Да и великий князь Дмитрий Иванович прекратил отдавать дань не потому, что стал таким сильным, а именно из-за «замятни в Орде», когда попросту неясно было, кому платить, а кому нет. Взял бы верх в ордынской междоусобице мятежный темник, и через несколько недель получил бы из Москвы все что причиталось. Кстати, так и случилось сразу же после Куликовской битвы, только Дмитрий рассчитался сполна золотом и серебром с Тохтамышем.

Некоторые исследователи утверждают, что-де намеревался Мамай на Руси подкормить свое воинство, наделить его добычей, нанять на награбленные деньги и ценности новых бойцов, чтобы затем ударить по Тохтамышу. Но ведь темник был опытным военачальником и, конечно, прекрасно помнил о сокрушительном поражении, которое потерпело ордынское войско в битве на Воже в августе 1378 года. И потому вряд ли сомневался в том, что драться с русскими придется всерьез, что успех похода отнюдь не гарантирован, даже если будут привлечены к нему все наличные силы.

НЕПОНЯТНЫЙ ПРОТИВНИК

С войском московского князя все относительно ясно. Он успел собрать не только свою рать, но и воинов союзных князей — ростовских, ярославских, белозерских и стародубских. К нему прибыли со своими дружинами и литовские князья — Андрей и Дмитрий Ольгердовичи. А вот участие в битве тверской дружины, как порой утверждается, — вещь более чем сомнительная.

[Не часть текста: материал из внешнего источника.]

//! Thin wrapper over PDF text extraction.
//!
//! The reader is an external collaborator from the pipeline's point of view:
//! it turns a document path into ordered pages of raw text and nothing else.
//! Any failure to open or parse the document is fatal.

use std::path::Path;

use tracing::info;

use crate::types::{IngestError, Result};

/// A single page of extracted document text, 1-based.
#[derive(Debug, Clone, PartialEq)]
pub struct Page {
    pub number: u32,
    pub text: String,
}

impl Page {
    pub fn new(number: u32, text: impl Into<String>) -> Self {
        Self {
            number,
            text: text.into(),
        }
    }
}

/// Reads `path` and returns one [`Page`] per PDF page with extractable text.
///
/// Pages whose text is empty or whitespace-only are dropped; the surviving
/// pages keep their original 1-based page numbers, so numbering may have
/// gaps.
pub fn read_pages(path: &Path) -> Result<Vec<Page>> {
    let raw = pdf_extract::extract_text_by_pages(path)
        .map_err(|err| IngestError::Read(format!("{}: {err}", path.display())))?;

    let total = raw.len();
    let pages: Vec<Page> = raw
        .into_iter()
        .enumerate()
        .filter_map(|(idx, text)| {
            if text.trim().is_empty() {
                None
            } else {
                Some(Page {
                    number: idx as u32 + 1,
                    text,
                })
            }
        })
        .collect();

    info!(
        path = %path.display(),
        total_pages = total,
        pages_with_text = pages.len(),
        "extracted document text"
    );
    Ok(pages)
}
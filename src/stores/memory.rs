//! In-memory index backend for tests and local experimentation.

use std::collections::HashMap;

use async_trait::async_trait;
use tokio::sync::Mutex;

use super::{IndexRecord, VectorIndex};
use crate::types::Result;

/// A [`VectorIndex`] that keeps records in a map keyed by id.
///
/// Honors the same contract as the REST backend: `delete_all` empties the
/// index, `upsert` overwrites records with matching ids.
#[derive(Debug, Default)]
pub struct MemoryIndex {
    records: Mutex<HashMap<String, IndexRecord>>,
}

impl MemoryIndex {
    pub fn new() -> Self {
        Self::default()
    }

    pub async fn len(&self) -> usize {
        self.records.lock().await.len()
    }

    pub async fn is_empty(&self) -> bool {
        self.records.lock().await.is_empty()
    }

    pub async fn get(&self, id: &str) -> Option<IndexRecord> {
        self.records.lock().await.get(id).cloned()
    }
}

#[async_trait]
impl VectorIndex for MemoryIndex {
    async fn delete_all(&self) -> Result<()> {
        self.records.lock().await.clear();
        Ok(())
    }

    async fn upsert(&self, records: &[IndexRecord]) -> Result<()> {
        let mut guard = self.records.lock().await;
        for record in records {
            guard.insert(record.id.clone(), record.clone());
        }
        Ok(())
    }
}
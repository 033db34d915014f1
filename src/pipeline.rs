//! Sequences the ingestion stages and reports run statistics.
//!
//! Stage order is fixed: clear the index, read the document, chunk, embed,
//! persist. Every stage consumes its predecessor's complete output; nothing
//! runs concurrently. The clear step is the only stage allowed to fail
//! without aborting the run.

use std::collections::BTreeMap;
use std::fmt;
use std::time::Duration;

use tracing::{info, warn};

use crate::chunker::{self, Chunk, ChunkerConfig};
use crate::embeddings::{self, EmbedOptions, EmbeddingProvider};
use crate::pdf::Page;
use crate::stores::{self, IndexRecord, UpsertOptions, VectorIndex};
use crate::types::Result;

/// Run-level knobs for the pipeline driver.
#[derive(Debug, Clone)]
pub struct PipelineOptions {
    pub chunker: ChunkerConfig,
    pub embed: EmbedOptions,
    pub upsert: UpsertOptions,
    /// Constant `source` metadata tag, usually the document file name.
    pub source_tag: String,
    /// Constant `type` metadata tag.
    pub type_tag: String,
    /// Wait after a successful clear so deletion can propagate through the
    /// eventually-consistent store before writing.
    pub propagation_wait: Duration,
}

impl PipelineOptions {
    pub fn for_source(source_tag: impl Into<String>) -> Self {
        Self {
            chunker: ChunkerConfig::default(),
            embed: EmbedOptions::default(),
            upsert: UpsertOptions::default(),
            source_tag: source_tag.into(),
            type_tag: "documentation".to_string(),
            propagation_wait: Duration::from_secs(3),
        }
    }
}

/// Aggregate statistics for a completed run.
#[derive(Debug, Clone, Default)]
pub struct RunSummary {
    pub pages: usize,
    pub chunks: usize,
    pub vectors_written: usize,
    pub topics: BTreeMap<String, usize>,
    pub tasks: BTreeMap<String, usize>,
    pub roles: BTreeMap<u8, usize>,
}

impl RunSummary {
    fn tally(pages: usize, chunks: &[Chunk]) -> Self {
        let mut summary = Self {
            pages,
            chunks: chunks.len(),
            ..Self::default()
        };
        for chunk in chunks {
            *summary
                .topics
                .entry(chunk.classification.topic.to_string())
                .or_insert(0) += 1;
            *summary
                .tasks
                .entry(chunk.classification.task.to_string())
                .or_insert(0) += 1;
            *summary.roles.entry(chunk.classification.role_min).or_insert(0) += 1;
        }
        summary
    }
}

impl fmt::Display for RunSummary {
    fn fmt(&self, f: &mut fmt::Formatter<'_>) -> fmt::Result {
        writeln!(f, "Ingestion complete")?;
        writeln!(f, "  pages processed : {}", self.pages)?;
        writeln!(f, "  chunks created  : {}", self.chunks)?;
        writeln!(f, "  vectors written : {}", self.vectors_written)?;
        writeln!(f, "  topics          : {}", join_counts_by_count(&self.topics))?;
        writeln!(f, "  tasks           : {}", join_counts(&self.tasks))?;
        write!(f, "  role minimums   : {}", join_counts(&self.roles))
    }
}

fn join_counts<K: fmt::Display>(counts: &BTreeMap<K, usize>) -> String {
    if counts.is_empty() {
        return "-".to_string();
    }
    counts
        .iter()
        .map(|(key, count)| format!("{key}={count}"))
        .collect::<Vec<_>>()
        .join(", ")
}

/// Like [`join_counts`], but most frequent first; ties stay alphabetical.
fn join_counts_by_count<K: fmt::Display>(counts: &BTreeMap<K, usize>) -> String {
    if counts.is_empty() {
        return "-".to_string();
    }
    let mut entries: Vec<(&K, &usize)> = counts.iter().collect();
    entries.sort_by(|a, b| b.1.cmp(a.1));
    entries
        .iter()
        .map(|(key, count)| format!("{key}={count}"))
        .collect::<Vec<_>>()
        .join(", ")
}

/// Runs the full pipeline: clear → read → chunk → embed → persist.
///
/// `read_pages` is invoked after the clear step, matching the stage order of
/// the run; a read failure therefore leaves an already-cleared index behind.
/// A clear failure is logged and swallowed: upsert overwrites by id, so
/// stale leftovers from a partial clear are tolerated. Every other failure
/// aborts the run; batches persisted before an upsert failure stay written.
pub async fn run<F>(
    read_pages: F,
    provider: &dyn EmbeddingProvider,
    index: &dyn VectorIndex,
    options: &PipelineOptions,
) -> Result<RunSummary>
where
    F: FnOnce() -> Result<Vec<Page>>,
{
    match index.delete_all().await {
        Ok(()) => {
            info!("cleared vector index");
            if !options.propagation_wait.is_zero() {
                tokio::time::sleep(options.propagation_wait).await;
            }
        }
        Err(err) => {
            warn!(error = %err, "failed to clear vector index; continuing, upsert overwrites by id");
        }
    }

    let pages = read_pages()?;

    let chunks = chunker::chunk_pages(&pages, &options.chunker);
    let mut summary = RunSummary::tally(pages.len(), &chunks);
    info!(
        pages = pages.len(),
        chunks = chunks.len(),
        topics = %join_counts_by_count(&summary.topics),
        "chunked document"
    );

    let embedded = embeddings::embed_all(provider, &chunks, &options.embed).await?;

    let records: Vec<IndexRecord> = embedded
        .into_iter()
        .map(|chunk| IndexRecord::from_embedded(chunk, &options.source_tag, &options.type_tag))
        .collect();

    stores::persist_all(index, &records, &options.upsert).await?;
    summary.vectors_written = records.len();

    info!(vectors = summary.vectors_written, "run finished");
    Ok(summary)
}

#[cfg(test)]
mod tests {
    use super::*;

    #[test]
    fn summary_display_lists_distributions() {
        let chunks = vec![Chunk {
            id: "chunk-0".to_string(),
            text: "x".to_string(),
            classification: crate::classify::Classification::default(),
            page: 1,
        }];
        let mut summary = RunSummary::tally(1, &chunks);
        summary.vectors_written = 1;
        let rendered = summary.to_string();
        assert!(rendered.contains("chunks created  : 1"));
        assert!(rendered.contains("general=1"));
        assert!(rendered.contains("reference=1"));
        assert!(rendered.contains("1=1"));
    }

    #[test]
    fn empty_summary_renders_placeholders() {
        let summary = RunSummary::tally(0, &[]);
        assert!(summary.to_string().contains("topics          : -"));
    }

    #[test]
    fn topics_report_most_frequent_first() {
        use crate::classify::{Classification, Task, Topic};

        let chunk = |id: usize, topic: Topic, role_min: u8| Chunk {
            id: format!("chunk-{id}"),
            text: "x".to_string(),
            classification: Classification {
                topic,
                task: Task::Navigation,
                role_min,
            },
            page: 1,
        };
        let chunks = vec![
            chunk(0, Topic::Attendance, 1),
            chunk(1, Topic::Reports, 5),
            chunk(2, Topic::Reports, 5),
        ];

        let rendered = RunSummary::tally(1, &chunks).to_string();
        // Alphabetically attendance comes first; by count, reports must.
        assert!(rendered.contains("topics          : reports=2, attendance=1"));
        // Role floors stay ordered by tier.
        assert!(rendered.contains("role minimums   : 1=1, 5=2"));
    }
}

Кто же был противником московского князя, до сих пор неизвестно. Русский летописец утверждал, что Мамай двинулся на Русь «с всею силою татарьскою и половецкою, и еще к тому рати понаймовав бесермены, и армены и фрязи, черкасы и ясы и бутасы».

Историк Егоров комментирует это следующим образом: «Кто в этом списке понимается под бесерменами, трудно сказать, ибо в летописях этим термином обозначаются мусульмане вообще. Однако не исключено, что летописное указание может относиться к мусульманским отрядам, навербованным в Азербайджане, связи которого с Золотой Ордой имели давний характер. Такой же отряд наемников был приглашен из Армении. В среде армянских феодалов, видимо, было довольно распространено наемничество, что подтверждает наличие у сельджуков наемного войска из армян.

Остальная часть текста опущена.